Florida SEDAN

"Saving Lives and Protecting Property through Amateur Radio Digital Communications."  

SEDAN "How To"

The SEDAN operates on a system-wide frequency of 145.770 MHz (Simplex). Connect your TNC to your computer and 2-meter FM radio in accordance with the manufacturer's instructions, enter your callsign into the TNC's memory, and you're ready to go. To find the node located closest to you, consult the Network Maps page.
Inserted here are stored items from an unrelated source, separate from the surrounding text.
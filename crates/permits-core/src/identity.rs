//! # Identity Newtypes
//!
//! Domain-primitive newtypes for identifiers throughout the portal.
//! Each identifier is a distinct type, so a [`UserId`] cannot be passed
//! where an [`ApplicationId`] is expected.
//!
//! UUID-based identifiers are always valid by construction. The
//! human-readable [`ApplicationNumber`] validates its shape when parsed.

use rand::Rng;
use serde::{Deserialize, Serialize};
use uuid::Uuid;

use crate::error::ValidationError;
use crate::temporal::Timestamp;

// ─── UUID Identifiers ────────────────────────────────────────────────

macro_rules! uuid_identifier {
    ($(#[$meta:meta])* $name:ident) => {
        $(#[$meta])*
        #[derive(Debug, Clone, Copy, PartialEq, Eq, PartialOrd, Ord, Hash, Serialize, Deserialize)]
        #[serde(transparent)]
        pub struct $name(Uuid);

        impl $name {
            /// Create a new random identifier.
            pub fn new() -> Self {
                Self(Uuid::new_v4())
            }

            /// Wrap an existing UUID.
            pub fn from_uuid(id: Uuid) -> Self {
                Self(id)
            }

            /// Access the underlying UUID.
            pub fn as_uuid(&self) -> &Uuid {
                &self.0
            }
        }

        impl Default for $name {
            fn default() -> Self {
                Self::new()
            }
        }

        impl std::fmt::Display for $name {
            fn fmt(&self, f: &mut std::fmt::Formatter<'_>) -> std::fmt::Result {
                write!(f, "{}", self.0)
            }
        }

        impl From<Uuid> for $name {
            fn from(id: Uuid) -> Self {
                Self(id)
            }
        }
    };
}

uuid_identifier!(
    /// A registered portal user (citizen, officer, admin, or the system user).
    UserId
);
uuid_identifier!(
    /// Internal identifier of a permit application.
    ApplicationId
);
uuid_identifier!(
    /// A permit catalog entry.
    PermitTypeId
);
uuid_identifier!(
    /// An attached document metadata record.
    DocumentId
);
uuid_identifier!(
    /// A status history event.
    EventId
);
uuid_identifier!(
    /// A payment record reported by the payment collaborator.
    PaymentId
);

/// UUID of the built-in system user that performs collaborator-driven
/// transitions (payment confirmation).
const SYSTEM_USER_UUID: u128 = 1;

impl UserId {
    /// The well-known system user.
    pub fn system() -> Self {
        Self(Uuid::from_u128(SYSTEM_USER_UUID))
    }

    /// Whether this is the system user.
    pub fn is_system(&self) -> bool {
        self.0.as_u128() == SYSTEM_USER_UUID
    }
}

// ─── Application Number ──────────────────────────────────────────────

const APPLICATION_NUMBER_PREFIX: &str = "APP-";

/// The public-facing identifier of an application, used in URLs
/// (`/applications/{applicationNumber}`).
///
/// Format: `APP-<epoch_ms>-<nnn>` where `nnn` is a zero-padded random
/// three-digit suffix. Assigned exactly once, when the application is
/// created.
#[derive(Debug, Clone, PartialEq, Eq, PartialOrd, Ord, Hash, Serialize, Deserialize)]
#[serde(try_from = "String", into = "String")]
pub struct ApplicationNumber(String);

impl ApplicationNumber {
    /// Generate a fresh number for an application created at `at`.
    pub fn generate(at: Timestamp) -> Self {
        Self::generate_with(at, &mut rand::thread_rng())
    }

    /// Generate using a caller-supplied random source.
    pub fn generate_with<R: Rng + ?Sized>(at: Timestamp, rng: &mut R) -> Self {
        let suffix: u16 = rng.gen_range(0..1000);
        Self(format!(
            "{APPLICATION_NUMBER_PREFIX}{}-{suffix:03}",
            at.epoch_millis()
        ))
    }

    /// Parse and validate an application number.
    pub fn parse(s: &str) -> Result<Self, ValidationError> {
        let invalid = || ValidationError::InvalidApplicationNumber(s.to_string());
        let rest = s.strip_prefix(APPLICATION_NUMBER_PREFIX).ok_or_else(invalid)?;
        let (millis, suffix) = rest.split_once('-').ok_or_else(invalid)?;
        let all_digits = |part: &str| !part.is_empty() && part.bytes().all(|b| b.is_ascii_digit());
        if !all_digits(millis) || !all_digits(suffix) || suffix.len() != 3 {
            return Err(invalid());
        }
        Ok(Self(s.to_string()))
    }

    /// The number as a string slice.
    pub fn as_str(&self) -> &str {
        &self.0
    }
}

impl std::fmt::Display for ApplicationNumber {
    fn fmt(&self, f: &mut std::fmt::Formatter<'_>) -> std::fmt::Result {
        f.write_str(&self.0)
    }
}

impl TryFrom<String> for ApplicationNumber {
    type Error = ValidationError;

    fn try_from(value: String) -> Result<Self, Self::Error> {
        Self::parse(&value)
    }
}

impl From<ApplicationNumber> for String {
    fn from(n: ApplicationNumber) -> Self {
        n.0
    }
}

impl std::str::FromStr for ApplicationNumber {
    type Err = ValidationError;

    fn from_str(s: &str) -> Result<Self, Self::Err> {
        Self::parse(s)
    }
}
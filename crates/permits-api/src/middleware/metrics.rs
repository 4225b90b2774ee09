//! # Request Metrics
//!
//! Records HTTP request counts, error counts and latency through the
//! `metrics` facade. Labels use the matched route template, not the raw
//! path, so application numbers do not explode label cardinality.
//!
//! Without an installed recorder the macros are no-ops.

use std::time::Instant;

use axum::extract::{MatchedPath, Request};
use axum::middleware::Next;
use axum::response::Response;

pub const REQUESTS_TOTAL: &str = "http_requests_total";
pub const REQUEST_ERRORS_TOTAL: &str = "http_request_errors_total";
pub const REQUEST_DURATION_SECONDS: &str = "http_request_duration_seconds";

pub async fn metrics_middleware(request: Request, next: Next) -> Response {
    let method = request.method().to_string();
    let path = request
        .extensions()
        .get::<MatchedPath>()
        .map(|p| p.as_str().to_owned())
        .unwrap_or_else(|| "unmatched".to_owned());
    let start = Instant::now();

    let response = next.run(request).await;

    let status = response.status();
    metrics::histogram!(
        REQUEST_DURATION_SECONDS,
        "method" => method.clone(),
        "path" => path.clone()
    )
    .record(start.elapsed().as_secs_f64());

    let labels = [
        ("method", method),
        ("path", path),
        ("status", status.as_u16().to_string()),
    ];
    metrics::counter!(REQUESTS_TOTAL, &labels).increment(1);
    if status.is_client_error() || status.is_server_error() {
        metrics::counter!(REQUEST_ERRORS_TOTAL, &labels).increment(1);
    }

    response
}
These are the basic commands used on SEDAN nodes:

Note: These commands are used on SEDAN nodes, after the user connects to the node. The information is presented based on the assumption that the reader knows the basics of packet radio and understands the operation of their specific equipment. Due to the wide range of available equipment, presenting general instruction on packet radio is beyond the scope of this guide.

Connect: This is the primary command you’ll need to access a SEDANode. The Connect command, when combined with a callsign or NodeAlias destination, will connect you to a given node. Type “C” and then a space, and then type the node you wish to connect to. For example, suppose you want to connect to the SEDANode at Martinsville, VA. KC4SUE-7, or MVA (node alias); type C (space) MVA (the NodeAlias), and then hit “enter.”

MHeard: Shows the callsigns, time elapsed since heard (hhmmss), and status of stations heard by the Node (either another Node or a User). When traveling through the system, this is one way to determine who’s been on-the-air recently. In order to preserve Node RAM, and because longer lists contain stale information, MHeard heard lists are generally limited to less than ten stations.

Users: Shows who is using the Node, now, and is another way to discover keyboard activity while traversing the SEDAN. If someone is currently connected, you will see <-"CALLSIGN"-> and the callsigns of the two connected stations. Similarly, If an attempted connection between stations is in progress, you will see “. .” and the respective callsigns of the station initiating the connect and the intended recipient. Issuing the Users command will also indicate a “nested CQ,” or someone’s desire to initiate a QSO. Finally, SNO’s use this command to determine the amount of RAM remaining in the Node, the value of which is found between parentheses immediately following the Node’s callsign.

Routes: In combination with the Network Map, this is one of the better methods of Navigating the SEDAN. “Pulling” a Routes list from a distant Node will tell you for certain where you can go from a particular location. The display indicates the following: port number, callsign, path quality (the higher the better), and the number of Node accessible through a given Node. Additionally, an exclamation mark symbol next to a Node callsign indicates a “Locked Route,” or a 24/7 path to a neighbor node.

Bye: Immediately disconnects you from the Node. Generally the Node will respond with a “goodbye” message, if so set by the SNO.

CQ: Here’s where the SEDAN “rubber meets the road,” and is yet another way to initiate keyboard QSO’s with other stations. Hitting this command sends a “UI” (Unaddressed Information) packet, or broadcast from the Node that is visible to anyone monitoring the frequency. A CQ stays “primed” in the Node for 10 minutes; that is, the fact that you are calling CQ remains active in the User list for that length of time.

BBS: It’s not what you think it is. In the context of SEDAN, and if so set by the SNO, the BBS command will automatically connect you to the SEDANode’s mailbox (always indicated by -1 SSID), where you can leave messages for others to retrieve later. SEDAN does not support BBS forwarding (please see SEDAN system Guidelines and Practices that follow this section).

Info: This command yields System Node Operator-entered Information about the Node, its location, radio and TNC in use, antenna, etc. Content will vary, as SEDAN does not impose rules as to what text messages a System Node Operator (SNO) chooses to include in his/her independently owned SEDANode.

Links: Mainly of interest to SNO’s, this command shows L2 connections to the Node. The display shows the Links, one per line, the two callsigns, the link state, port number, and current number of retries.

Nodes: This command will return a list of the SEDANodes that the one you’re connected to “thinks” it can get to. I wouldn’t recommend using this for navigation purposes. Nodes send periodic “updates” to one another, and based on how the system parameters are configured, Nodes use this information to determine Routing information, which is by far the better way to determine where you can go from a given location. See Routes command.

Talk: The Talk command can be used as needed. Please do NOT use talk during lighting storms or when emergency traffic is being passed do to a emergency.